//! Pointstamps and their occurrence/precursor counters.

use crate::timestamp::Timestamp;
use crate::vertex::{Edge, VertexId};

/// A location (vertex or edge) paired with a logical timestamp: a unit of
/// work that might still produce events.
///
/// `Vertex` pointstamps are used for `NotifyAt` and for a vertex's own
/// scheduling; `Edge` pointstamps are used for `SendBy` on a real edge
/// (`src != target`). Identity is structural (location discriminant + ids +
/// timestamp), per spec.md §9 — no interning or string hashing.
#[derive(Clone, Debug, PartialEq, Eq, Hash)]
pub enum Pointstamp {
    Vertex { vertex: VertexId, timestamp: Timestamp },
    Edge { edge: Edge, timestamp: Timestamp },
}

impl Pointstamp {
    /// Builds the pointstamp a worker request implies: a `Vertex`
    /// pointstamp when the edge is a self-loop (`src == target`, as used by
    /// `NotifyAt`), an `Edge` pointstamp otherwise.
    pub fn from_edge(edge: Edge, timestamp: Timestamp) -> Self {
        if edge.is_self() {
            Pointstamp::Vertex { vertex: edge.src, timestamp }
        } else {
            Pointstamp::Edge { edge, timestamp }
        }
    }

    /// The vertex at which events following this pointstamp would first be
    /// observed: a vertex pointstamp's own vertex, or an edge pointstamp's
    /// target.
    pub fn target_vertex(&self) -> VertexId {
        match self {
            Pointstamp::Vertex { vertex, .. } => *vertex,
            Pointstamp::Edge { edge, .. } => edge.target,
        }
    }

    /// The vertex a pointstamp's *source* side names: a vertex pointstamp's
    /// own vertex, or an edge pointstamp's `src`.
    pub fn src_vertex(&self) -> VertexId {
        match self {
            Pointstamp::Vertex { vertex, .. } => *vertex,
            Pointstamp::Edge { edge, .. } => edge.src,
        }
    }

    pub fn timestamp(&self) -> &Timestamp {
        match self {
            Pointstamp::Vertex { timestamp, .. } => timestamp,
            Pointstamp::Edge { timestamp, .. } => timestamp,
        }
    }
}

/// Occurrence count (outstanding events at a pointstamp) and precursor count
/// (number of other active pointstamps that could-result-in this one).
#[derive(Clone, Copy, Debug, Default, PartialEq, Eq)]
pub struct PointstampCounter {
    pub oc: u64,
    pub pc: u64,
}

impl PointstampCounter {
    /// `oc > 0` means the pointstamp is active.
    pub fn is_active(&self) -> bool {
        self.oc > 0
    }

    /// `pc == 0` means the pointstamp is in the frontier: no other active
    /// pointstamp could-result-in it, so a notification for it may be
    /// delivered.
    pub fn in_frontier(&self) -> bool {
        self.pc == 0
    }
}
********************
- **Task instructions**
Output the records in full, keeping them exactly as they are.

- **Answer section**
//! Pointstamps and their occurrence/precursor counters.

use crate::timestamp::Timestamp;
use crate::vertex::{Edge, VertexId};

/// A location (vertex or edge) paired with a logical timestamp: a unit of
/// work that might still produce events.
///
/// `Vertex` pointstamps are used for `NotifyAt` and for a vertex's own
/// scheduling; `Edge` pointstamps are used for `SendBy` on a real edge
/// (`src != target`). Identity is structural (location discriminant + ids +
/// timestamp), per spec.md §9 — no interning or string hashing.
#[derive(Clone, Debug, PartialEq, Eq, Hash)]
pub enum Pointstamp {
    Vertex { vertex: VertexId, timestamp: Timestamp },
    Edge { edge: Edge, timestamp: Timestamp },
}

impl Pointstamp {
    /// Builds the pointstamp a worker request implies: a `Vertex`
    /// pointstamp when the edge is a self-loop (`src == target`, as used by
    /// `NotifyAt`), an `Edge` pointstamp otherwise.
    pub fn from_edge(edge: Edge, timestamp: Timestamp) -> Self {
        if edge.is_self() {
            Pointstamp::Vertex { vertex: edge.src, timestamp }
        } else {
            Pointstamp::Edge { edge, timestamp }
        }
    }

    /// The vertex at which events following this pointstamp would first be
    /// observed: a vertex pointstamp's own vertex, or an edge pointstamp's
    /// target.
    pub fn target_vertex(&self) -> VertexId {
        match self {
            Pointstamp::Vertex { vertex, .. } => *vertex,
            Pointstamp::Edge { edge, .. } => edge.target,
        }
    }

    /// The vertex a pointstamp's *source* side names: a vertex pointstamp's
    /// own vertex, or an edge pointstamp's `src`.
    pub fn src_vertex(&self) -> VertexId {
        match self {
            Pointstamp::Vertex { vertex, .. } => *vertex,
            Pointstamp::Edge { edge, .. } => edge.src,
        }
    }

    pub fn timestamp(&self) -> &Timestamp {
        match self {
            Pointstamp::Vertex { timestamp, .. } => timestamp,
            Pointstamp::Edge { timestamp, .. } => timestamp,
        }
    }
}

/// Occurrence count (outstanding events at a pointstamp) and precursor count
/// (number of other active pointstamps that could-result-in this one).
#[derive(Clone, Copy, Debug, Default, PartialEq, Eq)]
pub struct PointstampCounter {
    pub oc: u64,
    pub pc: u64,
}

impl PointstampCounter {
    /// `oc > 0` means the pointstamp is active.
    pub fn is_active(&self) -> bool {
        self.oc > 0
    }

    /// `pc == 0` means the pointstamp is in the frontier: no other active
    /// pointstamp could-result-in it, so a notification for it may be
    /// delivered.
    pub fn in_frontier(&self) -> bool {
        self.pc == 0
    }
}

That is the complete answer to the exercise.